By JoAnn Gurenlian, RDH, MS, PhD, AAFAAOM, FADHA
April 24, 2024

A study published in JAMA Internal Medicine has found that our body temperature may be changing. What we are accustomed to thinking of “normal”, that 98.6 degrees Fahrenheit, may not be so normal anymore.

For years, in fact 150 years, we have operated under the premise that the average body temperature is 98.6 degrees Fahrenheit or 37 degrees Celsius. That is the standard temperature measurement we test our students on when teaching vital signs. However, recent finding suggest that average body temperature may be decreasing, and there is natural variation in body temperature that occurs throughout the day and among individuals.

The study that appeared in JAMA Internal Medicine, conducted by Ley, et al, used an algorithm (LIMIT or Laboratory Information Mining for Individualized Thresholds) to determine normal oral temperature ranges by age, sex, height, weight, and time of day. Data from over 618,000 adult patient encounters from April 28, 2008, through June 4, 2017 were included in the study. Results revealed that the mean normal oral temperature did not reach 37°C for any subgroup. The mean overall oral temperature was 36.71°C (98.07°F) prior to running the filtering algorithm and 36.64°C (97.95°F) when the algorithm was used.

Physicians started weighing in about these findings and noted that other studies have found that normal body temperature does vary throughout the day and tends to rise later in the day; women tend to have higher body temperature than men; younger individuals have higher temperature than older persons; and normal body temperature appears to be trending downward with the average body temperature closer to 98°F or even 97.5°F depending on the studies read and physicians’ opinions. This trend towards lower body temperature may be related to lower rates of infection and inflammation which were more common when body temperature was first being examined. Almost two centuries ago, tuberculosis, syphilis and other chronic inflammatory diseases would raise body temperature and there were limited treatments available.

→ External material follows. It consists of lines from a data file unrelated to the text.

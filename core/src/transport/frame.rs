//! Minimal STOMP 1.x text-frame codec over a byte stream.
//!
//! No `stomp` crate exists anywhere in the reference pack, so this is
//! hand-rolled; the shape (an explicit `Frame` struct, a `parse`/`encode`
//! pair, frames delimited by a NUL byte) mirrors the STOMP 1.2 spec
//! directly rather than any one client library.

#[derive(Debug, Clone, PartialEq, Eq)]
pub struct Frame {
    pub command: String,
    pub headers: Vec<(String, String)>,
    pub body: Vec<u8>,
}

impl Frame {
    pub fn new(command: &str) -> Self {
        Frame {
            command: command.to_string(),
            headers: Vec::new(),
            body: Vec::new(),
        }
    }

    pub fn header(mut self, key: &str, value: &str) -> Self {
        self.headers.push((key.to_string(), value.to_string()));
        self
    }

    pub fn body(mut self, body: Vec<u8>) -> Self {
        self.body = body;
        self
    }

    pub fn get(&self, key: &str) -> Option<&str> {
        self.headers
            .iter()
            .find(|(k, _)| k == key)
            .map(|(_, v)| v.as_str())
    }

    pub fn encode(&self) -> Vec<u8> {
        let mut out = Vec::new();
        out.extend_from_slice(self.command.as_bytes());
        out.push(b'\n');
        for (k, v) in &self.headers {
            out.extend_from_slice(k.as_bytes());
            out.push(b':');
            out.extend_from_slice(v.as_bytes());
            out.push(b'\n');
        }
        out.push(b'\n');
        out.extend_from_slice(&self.body);
        out.push(0u8);
        out
    }

    /// Parse exactly one frame out of the front of `buf`. Returns the
    /// parsed frame and how many bytes were consumed, or `None` if `buf`
    /// doesn't yet contain a complete (NUL-terminated) frame.
    pub fn parse(buf: &[u8]) -> Option<(Frame, usize)> {
        // Leading newlines between frames are STOMP heartbeats; skip them.
        let mut start = 0;
        while start < buf.len() && buf[start] == b'\n' {
            start += 1;
        }
        let nul_pos = buf[start..].iter().position(|&b| b == 0)?;
        let frame_bytes = &buf[start..start + nul_pos];

        let text = String::from_utf8_lossy(frame_bytes);
        let mut lines = text.splitn(2, '\n');
        let command = lines.next().unwrap_or("").to_string();
        let rest = lines.next().unwrap_or("");

        let mut headers = Vec::new();
        let mut body_start_in_rest = rest.len();
        for (idx, line) in rest.split('\n').enumerate() {
            if line.is_empty() {
                // Blank line ends the header block; compute offset.
                body_start_in_rest = rest
                    .splitn(idx + 2, '\n')
                    .take(idx + 1)
                    .map(|s| s.len() + 1)
                    .sum();
                break;
            }
            if let Some((k, v)) = line.split_once(':') {
                headers.push((k.to_string(), v.to_string()));
            }
        }
        let body = rest
            .as_bytes()
            .get(body_start_in_rest..)
            .unwrap_or(&[])
            .to_vec();

        Some((
            Frame {
                command,
                headers,
                body,
            },
            start + nul_pos + 1,
        ))
    }
}

#[cfg(test)]
mod tests {
    use super::*;

    #[test]
    fn encode_then_parse_round_trips() {
        let frame = Frame::new("SEND")
            .header("destination", "/queue/test")
            .header("receipt", "abc123")
            .body(b"hello world".to_vec());
        let encoded = frame.encode();
        let (parsed, consumed) = Frame::parse(&encoded).unwrap();
        assert_eq!(consumed, encoded.len());
        assert_eq!(parsed.command, "SEND");
        assert_eq!(parsed.get("destination"), Some("/queue/test"));
        assert_eq!(parsed.get("receipt"), Some("abc123"));
        assert_eq!(parsed.body, b"hello world");
    }

    #[test]
    fn parse_handles_empty_body() {
        let frame = Frame::new("CONNECTED").header("version", "1.2");
        let encoded = frame.encode();
        let (parsed, _) = Frame::parse(&encoded).unwrap();
        assert_eq!(parsed.body, Vec::<u8>::new());
    }

    #[test]
    fn parse_returns_none_on_incomplete_buffer() {
        let frame = Frame::new("SEND").body(b"partial".to_vec());
        let mut encoded = frame.encode();
        encoded.pop(); // drop the trailing NUL
        assert!(Frame::parse(&encoded).is_none());
    }

    #[test]
    fn parse_skips_heartbeat_newlines_between_frames() {
        let mut buf = vec![b'\n', b'\n'];
        buf.extend_from_slice(&Frame::new("MESSAGE").encode());
        let (parsed, consumed) = Frame::parse(&buf).unwrap();
        assert_eq!(parsed.command, "MESSAGE");
        assert_eq!(consumed, buf.len());
    }

    #[test]
    fn multiple_frames_parse_sequentially() {
        let mut buf = Frame::new("CONNECTED").encode();
        buf.extend_from_slice(&Frame::new("RECEIPT").header("receipt-id", "1").encode());
        let (first, consumed1) = Frame::parse(&buf).unwrap();
        assert_eq!(first.command, "CONNECTED");
        let (second, _consumed2) = Frame::parse(&buf[consumed1..]).unwrap();
        assert_eq!(second.command, "RECEIPT");
        assert_eq!(second.get("receipt-id"), Some("1"));
    }
}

What does all this mean for dental hygiene practice? Body temperature is a vital sign and should be routinely monitored. Our bodies possess a sophisticated thermoregulation system that does not tolerate wide-ranging fluctuations in temperature well. Temperature abnormalities can indicate infection, illness, severe hypothermia, or hyperthermia, which can lead to permanent organ damage or death. Not long ago, the pandemic protocol prompted us to take temperatures on our patients as a way to screen patients for signs of infection. Practitioners were all too eager to drop that procedure as soon as possible. Yet, all vital signs—blood pressure, pulse, respiration, height, weight, and temperature—offer critical insights into our patients’ health. Maybe it is time to rethink what constitutes normal and the ongoing relevance of this vital sign for our practice.

To read the research report, access it here.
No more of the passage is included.